→ PROBLEM TO SOLVE
Work through the entries that follow and state how many lines contain the word "NewImageAsset". Only the number is wanted.

→ EXTRACTED DATA
______
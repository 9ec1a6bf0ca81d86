use actix_multipart::MultipartError;
use actix_web::{http::StatusCode, HttpResponse, ResponseError};
use derive_more::Display;

use crate::{
    entities::response::ApiResponse,
    errors::AppError,
    imaging::processor::ImagingError,
};

/// Failures raised while accepting multipart uploads.
#[derive(Debug, Display)]
pub enum UploadError {
    #[display("File too large. Maximum size is {max_mb}MB")]
    FileTooLarge { max_mb: u64 },

    #[display("Too many files. Maximum is {_0} files")]
    TooManyFiles(usize),

    #[display("Unexpected field: {_0}")]
    UnexpectedField(String),

    #[display("Only image files are allowed")]
    InvalidFileType,

    #[display("No file uploaded")]
    NoFile,

    #[display("Malformed multipart body: {_0}")]
    Multipart(String),

    #[display("Too many uploads. Retry in {_0} seconds")]
    RateLimited(u64),

    #[display("Storage error: {_0}")]
    Storage(String),

    #[display("{_0}")]
    App(AppError),
}

impl UploadError {
    pub fn code(&self) -> &'static str {
        match self {
            UploadError::FileTooLarge { .. } => "LIMIT_FILE_SIZE",
            UploadError::TooManyFiles(_) => "LIMIT_FILE_COUNT",
            UploadError::UnexpectedField(_) => "LIMIT_UNEXPECTED_FILE",
            UploadError::InvalidFileType => "INVALID_FILE_TYPE",
            UploadError::NoFile => "NO_FILE",
            UploadError::Multipart(_) => "MALFORMED_MULTIPART",
            UploadError::RateLimited(_) => "RATE_LIMITED",
            UploadError::Storage(_) => "INTERNAL_ERROR",
            UploadError::App(err) => err.code(),
        }
    }
}

impl ResponseError for UploadError {
    fn status_code(&self) -> StatusCode {
        match self {
            UploadError::RateLimited(_) => StatusCode::TOO_MANY_REQUESTS,
            UploadError::Storage(_) => StatusCode::INTERNAL_SERVER_ERROR,
            UploadError::App(err) => err.status_code(),
            _ => StatusCode::BAD_REQUEST,
        }
    }

    fn error_response(&self) -> HttpResponse {
        match self {
            UploadError::App(err) => err.error_response(),
            UploadError::Storage(msg) => {
                tracing::error!(error = %msg, "upload storage failure");
                HttpResponse::build(self.status_code())
                    .json(ApiResponse::failure(self.code(), "Internal server error"))
            }
            UploadError::RateLimited(retry_after) => HttpResponse::build(self.status_code())
                .insert_header(("Retry-After", retry_after.to_string()))
                .json(ApiResponse::failure(self.code(), self.to_string())),
            _ => HttpResponse::build(self.status_code())
                .json(ApiResponse::failure(self.code(), self.to_string())),
        }
    }
}

impl From<MultipartError> for UploadError {
    fn from(err: MultipartError) -> Self {
        match err {
            MultipartError::ContentTypeIncompatible => {
                UploadError::Multipart("Content type must be multipart/form-data".to_string())
            }
            MultipartError::Payload(e) => UploadError::Multipart(e.to_string()),
            _ => UploadError::Multipart(err.to_string()),
        }
    }
}

impl From<std::io::Error> for UploadError {
    fn from(err: std::io::Error) -> Self {
        UploadError::Storage(err.to_string())
    }
}

impl From<AppError> for UploadError {
    fn from(err: AppError) -> Self {
        UploadError::App(err)
    }
}

impl From<ImagingError> for UploadError {
    fn from(err: ImagingError) -> Self {
        match err {
            ImagingError::Decode(_) => UploadError::InvalidFileType,
            other => UploadError::Storage(other.to_string()),
        }
    }
}

impl From<sqlx::Error> for UploadError {
    fn from(err: sqlx::Error) -> Self {
        UploadError::App(err.into())
    }
}

#[cfg(test)]
mod tests {
    use super::*;

    #[test]
    fn codes_match_multer_names() {
        assert_eq!(UploadError::FileTooLarge { max_mb: 5 }.code(), "LIMIT_FILE_SIZE");
        assert_eq!(UploadError::TooManyFiles(10).code(), "LIMIT_FILE_COUNT");
        assert_eq!(UploadError::UnexpectedField("photo".into()).code(), "LIMIT_UNEXPECTED_FILE");
        assert_eq!(UploadError::InvalidFileType.to_string(), "Only image files are allowed");
        assert_eq!(UploadError::NoFile.to_string(), "No file uploaded");
    }

    #[test]
    fn limits_are_client_errors() {
        assert_eq!(UploadError::FileTooLarge { max_mb: 5 }.status_code(), StatusCode::BAD_REQUEST);
        assert_eq!(UploadError::RateLimited(3).status_code(), StatusCode::TOO_MANY_REQUESTS);
        assert_eq!(
            UploadError::App(AppError::UnauthorizedAccess).status_code(),
            StatusCode::UNAUTHORIZED
        );
    }
}
pub mod delivery;
pub mod extractors;
pub mod images;
pub mod uploads;
use async_trait::async_trait;
use sqlx::{self, types::Json, PgPool};

use crate::{
    entities::{
        image::{AssetStatus, CategoryStats, ImageAsset, ImageAssetRow, ImageCategory, NewImageAsset},
        metadata::ImageMetadata,
        variant::ImageVariant,
    },
    errors::AppError,
    repositories::sqlx_repo::SqlxMetadataRepo,
};

const ASSET_COLUMNS: &str = r#"
    filename, original_name, mime_type, size_bytes, category, stored_path,
    width, height, status, variants, alt_text, title, description, caption,
    credit, copyright, tags, uploaded_at, updated_at
"#;

/// OFFSET for a 1-based `page`.
pub fn page_offset(page: u32, per_page: u32) -> i64 {
    let page = page.saturating_sub(1);
    (page as i64) * (per_page as i64)
}

/// Persistence of asset rows, their variant list and editorial metadata.
#[async_trait]
pub trait MetadataRepository: Sync + Send {
    async fn check_connection(&self) -> Result<(), AppError>;
    /// Inserts every row or none.
    async fn insert_assets(&self, assets: &[NewImageAsset]) -> Result<(), AppError>;
    async fn get_asset(&self, filename: &str) -> Result<Option<ImageAsset>, AppError>;
    async fn list_assets(&self, category: Option<ImageCategory>, page: u32, per_page: u32) -> Result<Vec<ImageAsset>, AppError>;
    async fn count_assets(&self, category: Option<ImageCategory>) -> Result<i64, AppError>;
    async fn update_processing(&self, filename: &str, status: AssetStatus, variants: &[ImageVariant]) -> Result<(), AppError>;
    async fn save_metadata(&self, filename: &str, metadata: &ImageMetadata) -> Result<ImageAsset, AppError>;
    /// Returns `false` when no row matched.
    async fn delete_asset(&self, filename: &str) -> Result<bool, AppError>;
    async fn category_stats(&self) -> Result<Vec<CategoryStats>, AppError>;
}

impl SqlxMetadataRepo {
    pub fn new(pool: PgPool) -> Self {
        SqlxMetadataRepo { pool }
    }
}

#[async_trait]
impl MetadataRepository for SqlxMetadataRepo {
    async fn check_connection(&self) -> Result<(), AppError> {
        sqlx::query("SELECT 1").execute(&self.pool).await?;
        Ok(())
    }

    async fn insert_assets(&self, assets: &[NewImageAsset]) -> Result<(), AppError> {
        let mut tx = self.pool.begin().await?;

        for asset in assets {
            sqlx::query(
                r#"
                INSERT INTO image_assets (
                    filename, original_name, mime_type, size_bytes, category, stored_path,
                    width, height, status, uploaded_at, updated_at
                )
                VALUES ($1, $2, $3, $4, $5, $6, $7, $8, $9, $10, $10)
                "#,
            )
            .bind(&asset.filename)
            .bind(&asset.original_name)
            .bind(&asset.mime_type)
            .bind(asset.size as i64)
            .bind(asset.category.as_str())
            .bind(&asset.stored_path)
            .bind(asset.width as i32)
            .bind(asset.height as i32)
            .bind(asset.status.as_str())
            .bind(asset.uploaded_at)
            .execute(&mut *tx)
            .await?;
        }

        tx.commit().await?;
        Ok(())
    }

    async fn get_asset(&self, filename: &str) -> Result<Option<ImageAsset>, AppError> {
        let row = sqlx::query_as::<_, ImageAssetRow>(&format!(
            "SELECT {} FROM image_assets WHERE filename = $1",
            ASSET_COLUMNS
        ))
        .bind(filename)
        .fetch_optional(&self.pool)
        .await?;

        row.map(ImageAsset::try_from).transpose()
    }

    async fn list_assets(&self, category: Option<ImageCategory>, page: u32, per_page: u32) -> Result<Vec<ImageAsset>, AppError> {
        let rows = sqlx::query_as::<_, ImageAssetRow>(&format!(
            r#"
            SELECT {} FROM image_assets
            WHERE ($1::TEXT IS NULL OR category = $1)
            ORDER BY uploaded_at DESC, filename
            LIMIT $2 OFFSET $3
            "#,
            ASSET_COLUMNS
        ))
        .bind(category.map(|c| c.as_str()))
        .bind(per_page as i64)
        .bind(page_offset(page, per_page))
        .fetch_all(&self.pool)
        .await?;

        rows.into_iter().map(ImageAsset::try_from).collect()
    }

    async fn count_assets(&self, category: Option<ImageCategory>) -> Result<i64, AppError> {
        let count: i64 = sqlx::query_scalar(
            "SELECT COUNT(*) FROM image_assets WHERE ($1::TEXT IS NULL OR category = $1)",
        )
        .bind(category.map(|c| c.as_str()))
        .fetch_one(&self.pool)
        .await?;
        Ok(count)
    }

    async fn update_processing(&self, filename: &str, status: AssetStatus, variants: &[ImageVariant]) -> Result<(), AppError> {
        let result = sqlx::query(
            r#"
            UPDATE image_assets
            SET status = $2, variants = $3, updated_at = NOW()
            WHERE filename = $1
            "#,
        )
        .bind(filename)
        .bind(status.as_str())
        .bind(Json(variants))
        .execute(&self.pool)
        .await?;

        if result.rows_affected() == 0 {
            return Err(AppError::NotFound(format!("Image {} not found", filename)));
        }
        Ok(())
    }

    async fn save_metadata(&self, filename: &str, metadata: &ImageMetadata) -> Result<ImageAsset, AppError> {
        let row = sqlx::query_as::<_, ImageAssetRow>(&format!(
            r#"
            UPDATE image_assets
            SET alt_text = $2, title = $3, description = $4, caption = $5,
                credit = $6, copyright = $7, tags = $8, updated_at = NOW()
            WHERE filename = $1
            RETURNING {}
            "#,
            ASSET_COLUMNS
        ))
        .bind(filename)
        .bind(&metadata.alt_text)
        .bind(&metadata.title)
        .bind(&metadata.description)
        .bind(&metadata.caption)
        .bind(&metadata.credit)
        .bind(&metadata.copyright)
        .bind(&metadata.tags)
        .fetch_optional(&self.pool)
        .await?
        .ok_or_else(|| AppError::NotFound(format!("Image {} not found", filename)))?;

        ImageAsset::try_from(row)
    }

    async fn delete_asset(&self, filename: &str) -> Result<bool, AppError> {
        let result = sqlx::query("DELETE FROM image_assets WHERE filename = $1")
            .bind(filename)
            .execute(&self.pool)
            .await?;
        Ok(result.rows_affected() > 0)
    }

    async fn category_stats(&self) -> Result<Vec<CategoryStats>, AppError> {
        let stats = sqlx::query_as::<_, CategoryStats>(
            r#"
            SELECT category, status, COUNT(*) AS count, COALESCE(SUM(size_bytes), 0)::BIGINT AS total_bytes
            FROM image_assets
            GROUP BY category, status
            ORDER BY category, status
            "#,
        )
        .fetch_all(&self.pool)
        .await?;
        Ok(stats)
    }
}

#[cfg(test)]
mod tests {
    use super::page_offset;

    #[test]
    fn page_offset_is_one_based() {
        assert_eq!(page_offset(1, 20), 0);
        assert_eq!(page_offset(0, 20), 0);
        assert_eq!(page_offset(3, 25), 50);
    }
}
______
→ ANSWER SECTION
3